THE PRESENT CIVILISATION -WILL IT FAIL?

Extracted from The Rape of the Earth,” by Dr. G. V. Jacks, Assistant-Director, Imperial Bureau of Soil Science, Rothamstead Experimental Station, England.

AS the result solely of human mismanagement, the soils upon which men have attempted to found new civilizations are disappearing, washed away by water and blown away by wind. To-day, destruction of the earth’s thin living cover is proceeding at a rate and on a scale unparalleled in history, and when that thin cover the soil —is gone, the fertile regions where it formerly lay will be uninhabitable deserts. Already, indeed, probably nearly a million square miles of new desert have been formed, a far larger area is approaching desert conditions and throughout the New World erosion is taking its relentless toll of soil fertility with incredible and ever-increasing speed. Science produces new aids to agriculture—new machines that do the work of a score of men, new crop varieties that thrive in climates formerly considered too harsh for agriculture, new fertilizers that double and treble yields—yet taken the world over the average output per unit area of land is falling. There is a limit to the extent to which applied science can temporarily force up soil productivity, but there is no limit except zero to the extent to which erosion can permanently reduce it. A nation cannot survive in a desert, nor enjoy more than a hollow and short-lived prosperity if it exists by consuming its soil.
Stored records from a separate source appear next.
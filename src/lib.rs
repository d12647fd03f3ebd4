pub mod cli;
pub mod error;
pub mod generator;
pub mod io;
pub mod options;
pub mod package_json;
pub mod package_manager;
pub mod plan;
pub mod prompt;
pub mod runner;
pub mod template;

pub use error::{Result, ScaffoldError};
pub use generator::{Generator, RunSummary};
That is what all the new lands of promise have been doing for the last hundred years, though few as yet realise the full consequences of their past action or that soil erosion is altering the course of world history more radically than any war or revolution. Erosion is humbling mighty nations, re-shaping their domestic and external policies and once and for all it has barred the way to the El Dorado that a few years ago seemed almost within reach. Erosion in Nature is a beneficent process without which the world would have died long ago. The same process, accelerated by human mismanagement, has become one of the most vicious and destructive forces that have ever been released by man. What is usually known as “geological erosion” or “denudation” is a universal phenomenon which through thousands of years has carved the earth into its present

shape. Denudation is an early and important process in soil formation, whereby the original rock material is continuously broken down and sorted out by wind and water until it becomes suitable for colonization by plants. Plants, by the binding effects of their roots, by the protection they afford against rain and wind and by the fertility they impart to the soil, bring denudation almost to a standstill. Everybody must have compared the rugged and irregular shape of bare mountain peaks where denudation is still active with the smooth and harmonious curves of slopes that have long been protected by a mantle of vegetation. Nevertheless, some slight denudation is always occurring. As each superficial film of plantcovered soil becomes exhausted it is removed by rain or wind, to be deposited mainly in the rivers and sea, and a corresponding thin layer of new soil forms by slow weathering of the underlying rock. The earth is continuously discarding its old, worn-out skin and renewing its living sheath of soil from the dead rock beneath. In this way an equilibrium is reached between denudation and soil formation so that, unless the equilibrium is disturbed, a mature soil preserves a more or less constant depth and character indefinitely. The depth is sometimes only a few inches, occasionally several feet, but within it lies the whole capacity of the earth to produce life. Below that thin layer comprising the delicate organism known as soil is a planet as lifeless as the moon. The equilibrium between denudation and soil formation is easily disturbed by the activities of man. Cultivation, deforestation or the destruction of the natural vegetation by grazing or other means, unless carried out according to certain immutable conditions imposed by each region, may so accelerate denudation that soil, which would normally be washed or blown away in a century, disappears within a year or even within a day. But no human ingenuity can accelerate the soil renewing process from lifeless rock to an extent at all comparable to the acceleration of denudation. This man-accelerated denudation is what is now known as soil erosion. It is the almost inevitable result of reducing

below a certain limit the natural fertility of the soilof man betraying his most sacred trust when he assumes dominion over the land. Man-induced soil erosion is taking place today in almost every country inhabited by civilized man, except north-western Europe. It is a disease to which any civilization founded on the European model seems liable when it attempts to grow outside Europe. Scarcely any climate or environment is immune from erosion, but it is most virulent in the semi-arid continental grasslandsthe steppes, prairies and veldts of North and South America, Australia, South Africa and Russia, which offer the greatest promise as future homes of civilization. It is also the gravest danger threatening the security of the white man and the well-being of the coloured man in the tropical and sub-tropical lands of Africa and India. Until quite recently erosion was regarded as a matter of merely local concern, ruining a few fields and farmsteads here and there, and compelling the occupiers to abandon their homes and move on to new land, but it is now recognized as a contagious disease spreading destruction far and wide irrespective of private, county, state, or national boundaries. Like other contagious diseases, erosion is most easily checked in its early stages; when it has advanced to the stage when it threatens the entire social structure, its control is extremely difficult. In the main, unimportant individuals have started erosion and been crushed by it, until the cumulative losses in property and widespread suffering and want have brought governments and nations, with their immense powers for good or evil, into the fray.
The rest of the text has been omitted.